╭─ Task inputs
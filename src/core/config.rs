//! # Global runtime configuration.
//!
//! Provides [`Config`], the settings shared by the supervisor, the registry and
//! every session it creates.
//!
//! ## Sentinel values
//! - `max_blocking = 0` → no cap on concurrent offloaded backend calls
//! - `grace = 0s` → don't wait for tasks after cancelling them

use std::path::PathBuf;
use std::time::Duration;

use crate::policies::BackoffPolicy;

/// Global configuration for the patchvisor runtime.
///
/// ## Field semantics
/// - `grace`: maximum wait for tasks to stop after shutdown was requested
/// - `bus_capacity`: event bus ring buffer size (min 1; clamped by Bus)
/// - `max_blocking`: concurrent blocking backend calls (`0` = unlimited)
/// - `retry`: watcher wait between attach attempts while the target is absent
/// - `utility_script` / `utility_name`: where the per-session utility script is read
///   from and the name it gets inside the target
#[derive(Clone, Debug)]
pub struct Config {
    /// Maximum time to wait for graceful shutdown before giving up.
    ///
    /// Watchers use this window to clear applied patches, so keep it larger
    /// than one round of remote calls.
    pub grace: Duration,

    /// Capacity of the event bus broadcast channel ring buffer.
    pub bus_capacity: usize,

    /// Maximum number of backend calls running on the blocking pool at once.
    ///
    /// - `0` = unlimited (no semaphore)
    /// - `n > 0` = at most `n` calls in flight
    pub max_blocking: usize,

    /// Retry policy used by watchers after `AttachFailure`.
    pub retry: BackoffPolicy,

    /// Filesystem path of the utility script source loaded by `Session::init`.
    pub utility_script: PathBuf,

    /// Script name the utility script is created under.
    pub utility_name: String,
}

impl Config {
    /// Returns the offload concurrency limit as an `Option`.
    #[inline]
    pub fn blocking_limit(&self) -> Option<usize> {
        match self.max_blocking {
            0 => None,
            n => Some(n),
        }
    }

    /// Returns a bus capacity clamped to a minimum of 1.
    #[inline]
    pub fn bus_capacity_clamped(&self) -> usize {
        self.bus_capacity.max(1)
    }
}

impl Default for Config {
    /// Default configuration:
    ///
    /// - `grace = 60s`
    /// - `bus_capacity = 1024`
    /// - `max_blocking = 4`
    /// - `retry = BackoffPolicy::default()` (fixed 15s)
    /// - `utility_script = "scripts/_patchvisor.js"`, `utility_name = "_patchvisor.js"`
    fn default() -> Self {
        Self {
            grace: Duration::from_secs(60),
            bus_capacity: 1024,
            max_blocking: 4,
            retry: BackoffPolicy::default(),
            utility_script: PathBuf::from("scripts/_patchvisor.js"),
            utility_name: "_patchvisor.js".to_string(),
        }
    }
}

#[cfg(test)]
mod tests {
    use super::*;

    #[test]
    fn zero_blocking_means_unlimited() {
        let cfg = Config {
            max_blocking: 0,
            bus_capacity: 0,
            ..Config::default()
        };
        assert_eq!(cfg.blocking_limit(), None);
        assert_eq!(cfg.bus_capacity_clamped(), 1);
        assert_eq!(Config::default().blocking_limit(), Some(4));
    }
}
//! # Patch: a script that can modify and restore target memory.
//!
//! A [`Patch`] is a loaded [`Script`] filed under a logical name, plus an
//! `applied` flag driven by the script's `apply` / `clear` exports.
//!
//! ## Rules
//! - `apply()` requires `applied == false`, `clear()` requires `applied == true`;
//!   otherwise `InvalidPatchState`.
//! - A remote reply of `false` is `PatchRejected` and leaves the flag unchanged.
//! - Operations on one patch are serialized.
//! - The flag is written on the blocking thread together with the remote reply,
//!   so it tracks target memory even when the awaiting future is dropped.
//!
//! [`PatchGuard`] ties an applied patch to a scope: `release().await` clears it,
//! dropping an unreleased guard spawns the clear.

use std::fmt;
use std::sync::Arc;
use std::sync::atomic::{AtomicBool, Ordering};

use tokio::sync::Mutex;
use tokio_util::sync::CancellationToken;

use crate::backend::{BackendError, RemoteCall, RemoteValue};
use crate::core::script::Script;
use crate::error::SessionError;
use crate::events::{Bus, Event, EventKind};
use crate::patches::PatchKind;

/// Read-only view of a patch.
#[derive(Debug, Clone, PartialEq, Eq)]
pub struct PatchInfo {
    /// Logical name.
    pub name: String,
    /// Name of the backing script.
    pub script: String,
    /// `"jmp"` or `"nop"`.
    pub kind: &'static str,
    pub module: String,
    pub applied: bool,
}

/// Patch created inside a session.
pub struct Patch {
    name: Arc<str>,
    target: Arc<str>,
    script: Arc<Script>,
    kind: PatchKind,
    applied: Arc<AtomicBool>,
    op: Mutex<()>,
    session_gone: CancellationToken,
    bus: Bus,
}

impl fmt::Debug for Patch {
    fn fmt(&self, f: &mut fmt::Formatter<'_>) -> fmt::Result {
        f.debug_struct("Patch")
            .field("name", &self.name)
            .field("script", &self.script.name())
            .field("kind", &self.kind.as_str())
            .field("applied", &self.is_applied())
            .finish_non_exhaustive()
    }
}

impl Patch {
    pub(crate) fn new(
        name: &str,
        target: Arc<str>,
        script: Arc<Script>,
        kind: PatchKind,
        session_gone: CancellationToken,
        bus: Bus,
    ) -> Self {
        Self {
            name: Arc::from(name),
            target,
            script,
            kind,
            applied: Arc::new(AtomicBool::new(false)),
            op: Mutex::new(()),
            session_gone,
            bus,
        }
    }

    /// Logical name given at creation.
    pub fn name(&self) -> &str {
        &self.name
    }

    pub fn script(&self) -> &Arc<Script> {
        &self.script
    }

    pub fn kind(&self) -> &PatchKind {
        &self.kind
    }

    pub fn is_applied(&self) -> bool {
        self.applied.load(Ordering::SeqCst)
    }

    pub fn info(&self) -> PatchInfo {
        PatchInfo {
            name: self.name.to_string(),
            script: self.script.name().to_string(),
            kind: self.kind.as_str(),
            module: self.kind.module().to_string(),
            applied: self.is_applied(),
        }
    }

    /// Installs the patch in target memory.
    pub async fn apply(&self) -> Result<(), SessionError> {
        let _op = self.op.lock().await;
        if self.is_applied() {
            return Err(self.state_error());
        }
        self.flip(RemoteCall::Apply, true).await?;
        self.publish(EventKind::PatchApplied);
        Ok(())
    }

    /// Reverts target memory at the patch point.
    pub async fn clear(&self) -> Result<(), SessionError> {
        let _op = self.op.lock().await;
        if !self.is_applied() {
            return Err(self.state_error());
        }
        self.flip(RemoteCall::Clear, false).await?;
        self.publish(EventKind::PatchCleared);
        Ok(())
    }

    /// Applies the patch and returns a guard that clears it.
    pub async fn apply_scoped(self: &Arc<Self>) -> Result<PatchGuard, SessionError> {
        self.apply().await?;
        Ok(PatchGuard {
            patch: Some(Arc::clone(self)),
        })
    }

    async fn flip(&self, call: RemoteCall, to: bool) -> Result<(), SessionError> {
        let export = call.export_name();
        let handle = Arc::clone(self.script.handle());
        let applied = Arc::clone(&self.applied);
        let reply = self
            .script
            .offload()
            .run(move || -> Result<RemoteValue, BackendError> {
                let reply = handle.call(&call)?;
                if reply == RemoteValue::Bool(true) {
                    applied.store(to, Ordering::SeqCst);
                }
                Ok(reply)
            })
            .await?
            .map_err(SessionError::from_backend)?;

        match reply.as_bool() {
            Some(true) => Ok(()),
            Some(false) => Err(SessionError::PatchRejected {
                patch: self.name.to_string(),
                op: export,
            }),
            None => Err(SessionError::UnexpectedReply {
                call: export,
                got: format!("{reply:?}"),
            }),
        }
    }

    fn state_error(&self) -> SessionError {
        SessionError::InvalidPatchState {
            patch: self.name.to_string(),
            applied: self.is_applied(),
        }
    }

    fn publish(&self, kind: EventKind) {
        self.bus.publish(
            Event::new(kind)
                .with_target(Arc::clone(&self.target))
                .with_script(Arc::clone(&self.name)),
        );
    }
}

/// Scope of one applied patch.
///
/// Prefer [`PatchGuard::release`]; the drop path can't report errors except as
/// `OperationFailed` events, and needs a tokio runtime to run on.
#[must_use = "dropping the guard clears the patch"]
#[derive(Debug)]
pub struct PatchGuard {
    patch: Option<Arc<Patch>>,
}

impl PatchGuard {
    /// The guarded patch.
    pub fn patch(&self) -> Option<&Arc<Patch>> {
        self.patch.as_ref()
    }

    /// Clears the patch if it is still applied.
    pub async fn release(mut self) -> Result<(), SessionError> {
        match self.patch.take() {
            Some(p) if p.is_applied() => match p.clear().await {
                Err(SessionError::InvalidPatchState { applied: false, .. }) => Ok(()),
                other => other,
            },
            _ => Ok(()),
        }
    }
}

impl Drop for PatchGuard {
    fn drop(&mut self) {
        let Some(patch) = self.patch.take() else {
            return;
        };
        if !patch.is_applied() || patch.session_gone.is_cancelled() {
            return;
        }
        let Ok(rt) = tokio::runtime::Handle::try_current() else {
            return;
        };
        rt.spawn(async move {
            match patch.clear().await {
                Ok(()) | Err(SessionError::InvalidPatchState { applied: false, .. }) => {}
                Err(e) => patch.bus.publish(
                    Event::new(EventKind::OperationFailed)
                        .with_target(Arc::clone(&patch.target))
                        .with_script(Arc::clone(&patch.name))
                        .with_reason(e.to_string()),
                ),
            }
        });
    }
}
╰─
Activity: Reproduce word for word the material above, beginning with the line that contains "let Some(patch) = self.patch.take()" and ending with the line that contains "Event::new(EventKind::OperationFailed)".

Exercise solution:
        let Some(patch) = self.patch.take() else {
            return;
        };
        if !patch.is_applied() || patch.session_gone.is_cancelled() {
            return;
        }
        let Ok(rt) = tokio::runtime::Handle::try_current() else {
            return;
        };
        rt.spawn(async move {
            match patch.clear().await {
                Ok(()) | Err(SessionError::InvalidPatchState { applied: false, .. }) => {}
                Err(e) => patch.bus.publish(
                    Event::new(EventKind::OperationFailed)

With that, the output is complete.